From 509 bc Rome had been a republic, controlled by a senate, consuls and people’s assemblies, all (it was argued) balancing each other out. During that period Rome mastered all Italy, defeated the powerful state of Carthage, and brought much of North Africa, France (Gaul), Spain, Greece and the Levant under its control. It did so not primarily because it was an aggressive, warlike state: so was every other state it faced in that dog-eats-dog ancient Mediterranean world.
For all its triumphs, Rome suffered 90 military defeats in that time; the Celts (390 bc) and Hannibal (218-202 bc) nearly brought it to its knees.

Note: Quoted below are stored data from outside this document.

use std::io::{self, Stdout, Write};

use log::{debug, error, info, trace};

use crate::{
    cpu::{Cpu, SystemBus},
    devices::{Acia, Device},
    dump,
    inst::decode_inst,
    layout::{Layout, Slot},
    mem::{MemError, Region},
};

/// Owns every device and the processor, and routes each access the
/// processor makes to the device behind the address.
pub struct Bus<W: Write = Stdout> {
    cpu: Cpu,
    devices: Devices<W>,
}
impl Bus<Stdout> {
    /// A bus whose serial adapter echoes to standard output.
    pub fn new(layout: Layout) -> Self {
        Self::with_output(layout, io::stdout())
    }
}
impl<W: Write> Bus<W> {
    pub fn with_output(layout: Layout, out: W) -> Self {
        let ram = layout.ram();
        let rom = layout.rom();
        debug!("Create bus: {layout}");

        Self {
            cpu: Cpu::new(),
            devices: Devices {
                ram: Region::ram(ram.start as u16, ram.len()),
                rom: Region::rom(rom.start as u16, rom.len()),
                serial: Acia::new(out),
                layout,
                halted: false,
                exit_code: None,
            },
        }
    }

    /// Resets the serial adapter and the processor and clears any halt.
    pub fn reset(&mut self) {
        self.devices.serial.reset();
        self.devices.halted = false;
        self.devices.exit_code = None;
        self.cpu.reset(&mut self.devices);
    }

    /// One processor clock tick.
    pub fn clock(&mut self) {
        self.cpu.clock(&mut self.devices);
    }

    /// Ticks the processor through exactly one instruction and returns the
    /// ticks it took.
    pub fn step(&mut self) -> u32 {
        self.cpu.step(&mut self.devices)
    }

    /// Steps until the bus halts or `limit` instructions have run. Returns
    /// the number of instructions executed.
    pub fn run(&mut self, limit: Option<u64>) -> u64 {
        let mut executed = 0;
        while !self.is_halted() && limit.map_or(true, |max| executed < max) {
            self.step();
            executed += 1;
        }
        executed
    }

    pub fn irq(&mut self) -> bool {
        self.cpu.irq(&mut self.devices)
    }

    pub fn nmi(&mut self) {
        self.cpu.nmi(&mut self.devices);
    }

    /// Stops the run loop at the next instruction boundary.
    pub fn stop(&mut self) {
        info!("Stop requested at {:#06x}", self.cpu.pc());
        self.devices.halted = true;
    }

    pub fn is_halted(&self) -> bool {
        self.devices.halted
    }

    /// The byte last written to the halt register, if any.
    pub fn exit_code(&self) -> Option<u8> {
        self.devices.exit_code
    }

    /// Reads as the processor would. Failures are logged and read as 0.
    pub fn read(&mut self, addr: u16) -> u8 {
        SystemBus::read(&mut self.devices, addr)
    }

    /// Writes as the processor would. Failures are logged and dropped.
    pub fn write(&mut self, addr: u16, data: u8) {
        SystemBus::write(&mut self.devices, addr, data);
    }

    pub fn try_read(&mut self, addr: u16) -> Result<u8, MemError> {
        self.devices.try_read(addr)
    }

    pub fn try_write(&mut self, addr: u16, data: u8) -> Result<(), MemError> {
        self.devices.try_write(addr, data)
    }

    /// Looks at an address without side effects or logging.
    pub fn peek(&self, addr: u16) -> Option<u8> {
        self.devices.peek(addr)
    }

    pub fn dump(&self, start: u16, end: u16) -> String {
        dump::hexdump(start, end, |addr| self.peek(addr))
    }

    /// The instruction at `addr` as assembler text, and its length in bytes.
    pub fn disassemble(&self, addr: u16) -> (String, u16) {
        let opcode = decode_inst(self.peek(addr).unwrap_or(0));
        let len = 1 + opcode.mode.operand_len();
        let operand: Vec<u8> = (1..len)
            .map(|i| self.peek(addr.wrapping_add(i)).unwrap_or(0))
            .collect();
        (opcode.disassemble(addr, &operand), len)
    }

    pub fn cpu(&self) -> &Cpu {
        &self.cpu
    }

    pub fn cpu_mut(&mut self) -> &mut Cpu {
        &mut self.cpu
    }

    pub fn ram(&self) -> &Region {
        &self.devices.ram
    }

    pub fn ram_mut(&mut self) -> &mut Region {
        &mut self.devices.ram
    }

    pub fn rom(&self) -> &Region {
        &self.devices.rom
    }

    /// Direct access for image loading; bus writes to ROM stay rejected.
    pub fn rom_mut(&mut self) -> &mut Region {
        &mut self.devices.rom
    }

    pub fn serial(&self) -> &Acia<W> {
        &self.devices.serial
    }

    pub fn serial_mut(&mut self) -> &mut Acia<W> {
        &mut self.devices.serial
    }

    pub fn layout(&self) -> &Layout {
        &self.devices.layout
    }
}

struct Devices<W> {
    layout: Layout,
    ram: Region,
    rom: Region,
    serial: Acia<W>,
    halted: bool,
    exit_code: Option<u8>,
}
impl<W: Write> Devices<W> {
    fn serial_offset(&self, addr: u16) -> usize {
        addr as usize - self.layout.serial().start
    }

    fn try_read(&mut self, addr: u16) -> Result<u8, MemError> {
        match self.layout.decode(addr) {
            Some(Slot::Ram) => self.ram.get(addr),
            Some(Slot::Serial) => {
                let offset = self.serial_offset(addr);
                self.serial.read(offset).ok_or(MemError::OutOfRange(addr))
            }
            Some(Slot::Halt) => Ok(self.exit_code.unwrap_or(0)),
            Some(Slot::Rom) => self.rom.get(addr),
            None => Err(MemError::OutOfRange(addr)),
        }
    }

    fn try_write(&mut self, addr: u16, data: u8) -> Result<(), MemError> {
        match self.layout.decode(addr) {
            Some(Slot::Ram) => self.ram.set(addr, data),
            Some(Slot::Serial) => {
                let offset = self.serial_offset(addr);
                self.serial
                    .write(offset, data)
                    .ok_or(MemError::OutOfRange(addr))
            }
            Some(Slot::Halt) => {
                info!("Halt register written with {data:#04x}");
                self.halted = true;
                self.exit_code = Some(data);
                Ok(())
            }
            Some(Slot::Rom) => self.rom.set(addr, data),
            None => Err(MemError::OutOfRange(addr)),
        }
    }

    fn peek(&self, addr: u16) -> Option<u8> {
        match self.layout.decode(addr)? {
            Slot::Ram => self.ram.get(addr).ok(),
            Slot::Serial => self.serial.register(self.serial_offset(addr)),
            Slot::Halt => Some(self.exit_code.unwrap_or(0)),
            Slot::Rom => self.rom.get(addr).ok(),
        }
    }
}
impl<W: Write> SystemBus for Devices<W> {
    fn read(&mut self, addr: u16) -> u8 {
        match self.try_read(addr) {
            Ok(data) => {
                trace!("Read {data:#04x} from {addr:#06x}");
                data
            }
            Err(e) => {
                error!("Could not read: {e}");
                0
            }
        }
    }

    fn write(&mut self, addr: u16, data: u8) {
        match self.try_write(addr, data) {
            Ok(()) => trace!("Wrote {data:#04x} to {addr:#06x}"),
            Err(e) => error!("Could not write {data:#04x}: {e}"),
        }
    }
}
use std::{
    fs::File,
    io::{self, Read, Seek, SeekFrom},
    path::{Path, PathBuf},
};

use log::info;
use thiserror::Error;

use crate::mem::Region;

#[derive(Debug, Error)]
pub enum LoadError {
    #[error("could not read {path}: {source}")]
    Io {
        path: PathBuf,
        #[source]
        source: io::Error,
    },
    #[error("{path} holds {size} bytes, cannot read {count} bytes at offset {off:#x}")]
    Truncated {
        path: PathBuf,
        size: u64,
        off: u64,
        count: usize,
    },
    #[error("{count} bytes at {pos:#06x} do not fit in region {base:#06x}+{byte_cnt:#x}")]
    Overflow {
        pos: u16,
        count: usize,
        base: u16,
        byte_cnt: usize,
    },
}

/// Copies `count` bytes from file offset `off` into `region` at bus address
/// `pos`. Nothing is written unless the whole copy fits on both ends.
pub fn load_image(
    region: &mut Region,
    pos: u16,
    path: impl AsRef<Path>,
    off: u64,
    count: usize,
) -> Result<(), LoadError> {
    let path = path.as_ref();
    let io_err = |source| LoadError::Io {
        path: path.to_path_buf(),
        source,
    };

    let region_end = region.base() as usize + region.get_byte_count();
    let fits = (pos as usize)
        .checked_add(count)
        .is_some_and(|end| end <= region_end);
    if !region.contains(pos) || !fits {
        return Err(LoadError::Overflow {
            pos,
            count,
            base: region.base(),
            byte_cnt: region.get_byte_count(),
        });
    }

    let mut file = File::open(path).map_err(io_err)?;
    let size = file.metadata().map_err(io_err)?.len();
    let in_file = off
        .checked_add(count as u64)
        .is_some_and(|end| end <= size);
    if !in_file {
        return Err(LoadError::Truncated {
            path: path.to_path_buf(),
            size,
            off,
            count,
        });
    }

    let mut bytes = vec![0; count];
    file.seek(SeekFrom::Start(off)).map_err(io_err)?;
    file.read_exact(&mut bytes).map_err(io_err)?;

    region.load(pos, &bytes).map_err(|_| LoadError::Overflow {
        pos,
        count,
        base: region.base(),
        byte_cnt: region.get_byte_count(),
    })?;

    info!(
        "Loaded {count:#x} bytes from {} (offset {off:#x}) at {pos:#06x}",
        path.display()
    );
    Ok(())
}

/// Size of the image file in bytes.
pub fn image_len(path: impl AsRef<Path>) -> Result<u64, LoadError> {
    let path = path.as_ref();
    let meta = std::fs::metadata(path).map_err(|source| LoadError::Io {
        path: path.to_path_buf(),
        source,
    })?;
    Ok(meta.len())
}

/// Loads a whole file so that it ends at the top of `region`, the usual
/// layout for ROM images carrying their own vectors.
pub fn load_rom_image(region: &mut Region, path: impl AsRef<Path>) -> Result<u16, LoadError> {
    let path = path.as_ref();
    let size = image_len(path)? as usize;

    let region_end = region.base() as usize + region.get_byte_count();
    let pos = region_end.checked_sub(size).filter(|p| *p >= region.base() as usize);
    let Some(pos) = pos else {
        return Err(LoadError::Overflow {
            pos: region.base(),
            count: size,
            base: region.base(),
            byte_cnt: region.get_byte_count(),
        });
    };

    load_image(region, pos as u16, path, 0, size)?;
    Ok(pos as u16)
}
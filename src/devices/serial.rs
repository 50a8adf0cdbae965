use std::io::Write;

use log::{trace, warn};

use crate::devices::Device;

pub const DATA: usize = 0;
pub const STATUS: usize = 1;
pub const CONTROL: usize = 2;
pub const COMMAND: usize = 3;

/// Width of the register window on the bus.
pub const REGISTER_CNT: usize = 4;

/// Minimal 6551-style serial adapter with four byte registers.
///
/// Writing the data register sends the byte to `out` straight away; the
/// other registers are plain storage. A failed transmit is logged and the
/// register keeps the byte.
#[derive(Debug)]
pub struct Acia<W> {
    regs: [u8; REGISTER_CNT],
    out: W,
}
impl<W: Write> Acia<W> {
    pub fn new(out: W) -> Self {
        Self {
            regs: [0; REGISTER_CNT],
            out,
        }
    }

    pub fn register(&self, offset: usize) -> Option<u8> {
        self.regs.get(offset).copied()
    }

    pub fn output(&self) -> &W {
        &self.out
    }

    pub fn output_mut(&mut self) -> &mut W {
        &mut self.out
    }

    pub fn into_output(self) -> W {
        self.out
    }

    fn transmit(&mut self, data: u8) {
        match self.out.write_all(&[data]).and_then(|_| self.out.flush()) {
            Ok(()) => trace!("ACIA: transmitted {data:#04x}"),
            Err(e) => warn!("ACIA: could not transmit {data:#04x}: {e}"),
        }
    }
}
impl<W: Write> Device for Acia<W> {
    fn reset(&mut self) {
        self.regs = [0; REGISTER_CNT];
    }

    fn read(&mut self, offset: usize) -> Option<u8> {
        self.register(offset)
    }

    fn write(&mut self, offset: usize, data: u8) -> Option<()> {
        let reg = self.regs.get_mut(offset)?;
        *reg = data;

        if offset == DATA {
            self.transmit(data);
        }
        Some(())
    }
}

#[cfg(test)]
mod tests {
    use super::*;

    #[test]
    fn data_register_echoes_to_output() {
        let mut acia = Acia::new(Vec::new());
        for b in b"Hi\n" {
            assert_eq!(acia.write(DATA, *b), Some(()));
        }
        assert_eq!(acia.output().as_slice(), b"Hi\n");
        assert_eq!(acia.read(DATA), Some(b'\n'));
    }

    #[test]
    fn other_registers_are_plain_storage() {
        let mut acia = Acia::new(Vec::new());
        acia.write(STATUS, 0x10).unwrap();
        acia.write(CONTROL, 0x1F).unwrap();
        acia.write(COMMAND, 0x0B).unwrap();

        assert!(acia.output().is_empty());
        assert_eq!(acia.read(STATUS), Some(0x10));
        assert_eq!(acia.read(CONTROL), Some(0x1F));
        assert_eq!(acia.read(COMMAND), Some(0x0B));
    }

    #[test]
    fn offsets_past_the_window_are_rejected() {
        let mut acia = Acia::new(Vec::new());
        assert_eq!(acia.read(REGISTER_CNT - 1), Some(0));
        assert_eq!(acia.read(REGISTER_CNT), None);
        assert_eq!(acia.write(REGISTER_CNT, 0), None);
    }

    #[test]
    fn reset_clears_registers_but_not_output() {
        let mut acia = Acia::new(Vec::new());
        acia.write(DATA, b'x').unwrap();
        acia.write(CONTROL, 0x1F).unwrap();
        acia.reset();
        assert_eq!(acia.read(DATA), Some(0));
        assert_eq!(acia.read(CONTROL), Some(0));
        assert_eq!(acia.into_output(), b"x");
    }
}
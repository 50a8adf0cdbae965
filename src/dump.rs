//! Hex + ASCII memory dumps for inspection. Never part of execution.

use std::fmt::Write;

const ROW: u32 = 16;

/// Formats `start..=end` as rows of 16 bytes. `peek` returns `None` for
/// addresses with nothing mapped, which print as `--`.
///
/// ```text
/// 0200  a9 ff 8d 00 80 00 -- -- ...  |......          |
/// ```
pub fn hexdump<F>(start: u16, end: u16, mut peek: F) -> String
where
    F: FnMut(u16) -> Option<u8>,
{
    let mut out = String::new();
    if end < start {
        return out;
    }

    let first_row = start as u32 & !(ROW - 1);
    for row in (first_row..=end as u32).step_by(ROW as usize) {
        let mut hex = String::new();
        let mut ascii = String::new();

        for addr in row..row + ROW {
            let byte = if addr < start as u32 || addr > end as u32 {
                None
            } else {
                Some(peek(addr as u16))
            };

            match byte {
                Some(Some(b)) => {
                    let _ = write!(hex, " {b:02x}");
                    ascii.push(if b.is_ascii_graphic() || b == b' ' {
                        b as char
                    } else {
                        '.'
                    });
                }
                Some(None) => {
                    hex.push_str(" --");
                    ascii.push('.');
                }
                None => {
                    hex.push_str("   ");
                    ascii.push(' ');
                }
            }
        }

        let _ = writeln!(out, "{row:04x} {hex}  |{ascii}|");
    }

    out
}
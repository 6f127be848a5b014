//! Roadmap load/save on top of the typed [`Document`] model.
//!
//! Every call re-reads the file; nothing is cached between iterations. There is
//! no locking: a concurrent human edit between read and write is lost to the
//! later writer.

use std::fs;
use std::io::ErrorKind;
use std::path::{Path, PathBuf};

use anyhow::{Context, Result};
use tracing::{debug, instrument, warn};

use crate::core::document::Document;
use crate::core::types::WorkItem;

#[derive(Debug, Clone)]
pub struct RoadmapStore {
    path: PathBuf,
}

impl RoadmapStore {
    pub fn new(path: impl Into<PathBuf>) -> Self {
        Self { path: path.into() }
    }

    pub fn path(&self) -> &Path {
        &self.path
    }

    /// All items in document order. A missing or unreadable roadmap yields an
    /// empty list so the loop idles instead of crashing.
    #[instrument(skip_all, fields(path = %self.path.display()))]
    pub fn list_items(&self) -> Vec<WorkItem> {
        match self.load() {
            Ok(doc) => doc.items(),
            Err(err) => {
                warn!(err = %format!("{err:#}"), "roadmap unavailable, treating as empty");
                Vec::new()
            }
        }
    }

    /// Mark the `todo` entry with exactly this text as done.
    ///
    /// Returns `Ok(false)` without touching the file when no such entry exists.
    #[instrument(skip_all, fields(path = %self.path.display()))]
    pub fn mark_done(&self, text: &str) -> Result<bool> {
        let mut doc = match self.load_existing()? {
            Some(doc) => doc,
            None => return Ok(false),
        };
        if !doc.mark_done(text) {
            debug!(text, "no todo entry to mark done");
            return Ok(false);
        }
        self.save(&doc)?;
        Ok(true)
    }

    /// Append `todo` entries to a phase. Unknown phases are a silent no-op.
    #[instrument(skip_all, fields(path = %self.path.display(), phase_id))]
    pub fn append_items(&self, phase_id: &str, texts: &[String]) -> Result<usize> {
        let mut doc = match self.load_existing()? {
            Some(doc) => doc,
            None => return Ok(0),
        };
        let appended = doc.append_items(phase_id, texts);
        if appended == 0 {
            debug!("nothing appended");
            return Ok(0);
        }
        self.save(&doc)?;
        Ok(appended)
    }

    pub fn load(&self) -> Result<Document> {
        let raw = fs::read_to_string(&self.path)
            .with_context(|| format!("read roadmap {}", self.path.display()))?;
        Ok(Document::parse(&raw))
    }

    fn load_existing(&self) -> Result<Option<Document>> {
        match fs::read_to_string(&self.path) {
            Ok(raw) => Ok(Some(Document::parse(&raw))),
            Err(err) if err.kind() == ErrorKind::NotFound => Ok(None),
            Err(err) => {
                Err(err).with_context(|| format!("read roadmap {}", self.path.display()))
            }
        }
    }

    /// Atomically replace the roadmap (temp file + rename).
    fn save(&self, doc: &Document) -> Result<()> {
        let tmp_path = self.path.with_extension("md.tmp");
        fs::write(&tmp_path, doc.render())
            .with_context(|| format!("write temp roadmap {}", tmp_path.display()))?;
        fs::rename(&tmp_path, &self.path)
            .with_context(|| format!("replace roadmap {}", self.path.display()))
    }
}

#[cfg(test)]
mod tests {
    use super::*;
    use crate::core::types::ItemStatus;

    const ROADMAP: &str = "# Plan\n\n<!-- phase id=\"core\" name=\"Core\" -->\n- [ ] Create src/a.rs skeleton\n- [x] Verify parser\n<!-- /phase -->\n";

    fn store_with(contents: &str) -> (tempfile::TempDir, RoadmapStore) {
        let temp = tempfile::tempdir().expect("tempdir");
        let path = temp.path().join("ROADMAP.md");
        fs::write(&path, contents).expect("write roadmap");
        (temp, RoadmapStore::new(path))
    }

    #[test]
    fn missing_roadmap_lists_nothing_and_mutations_are_noops() {
        let temp = tempfile::tempdir().expect("tempdir");
        let store = RoadmapStore::new(temp.path().join("absent.md"));
        assert!(store.list_items().is_empty());
        assert!(!store.mark_done("anything").expect("mark"));
        assert_eq!(
            store.append_items("core", &["x".to_string()]).expect("append"),
            0
        );
        assert!(!store.path().exists());
    }

    #[test]
    fn mark_done_twice_returns_true_then_false() {
        let (_temp, store) = store_with(ROADMAP);
        assert!(store.mark_done("Create src/a.rs skeleton").expect("first"));
        let after_first = fs::read_to_string(store.path()).expect("read");
        assert!(!store.mark_done("Create src/a.rs skeleton").expect("second"));
        let after_second = fs::read_to_string(store.path()).expect("read");
        assert_eq!(after_first, after_second);
        assert_eq!(
            after_first,
            ROADMAP.replace("- [ ] Create src/a.rs skeleton", "- [x] Create src/a.rs skeleton")
        );
    }

    #[test]
    fn append_items_is_visible_on_next_list() {
        let (_temp, store) = store_with(ROADMAP);
        let added = store
            .append_items("core", &["Benchmark parser on large input".to_string()])
            .expect("append");
        assert_eq!(added, 1);

        let items = store.list_items();
        let last = items.last().expect("items");
        assert_eq!(last.text, "Benchmark parser on large input");
        assert_eq!(last.status, ItemStatus::Todo);
        assert_eq!(last.index_in_phase, 2);
    }

    #[test]
    fn append_to_unknown_phase_leaves_file_untouched() {
        let (_temp, store) = store_with(ROADMAP);
        assert_eq!(
            store
                .append_items("nope", &["x".to_string()])
                .expect("append"),
            0
        );
        assert_eq!(fs::read_to_string(store.path()).expect("read"), ROADMAP);
    }
}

The reason for its success, it has been argued, was twofold. First, it was a securely integrated state, actively involving the whole population, rich and poor alike. More important still, in this bellicose world Rome alone understood the advantages of bringing enemies onside.
During the 200 years it took to bring Italy under its control, it developed high political and diplomatic skill at ‘alliance management’, converting enemies into loyal Roman citizens. Consequently, the military and human resources Rome had at its disposal vastly outnumbered those of any other state it took on, and its success in conquest (and the booty it accumulated) made more allies and cemented existing loyalty. Hannibal’s ally King Philip V of Macedon urged Greek states to adopt the tactic.
The tsars of imperial Russia had ‘co-optation’ skills, too. But now this deeply corrupt, insecure nation seems incapable of co-opting anyone except those equally corrupt.
Consequently, it has no option but to express its pride in being a leader of loners, surrounded by enemies, single-handedly and heroically facing up to a hostile world.
But if you are unable to see that it is in your interests to turn enemies into allies, what can you expect?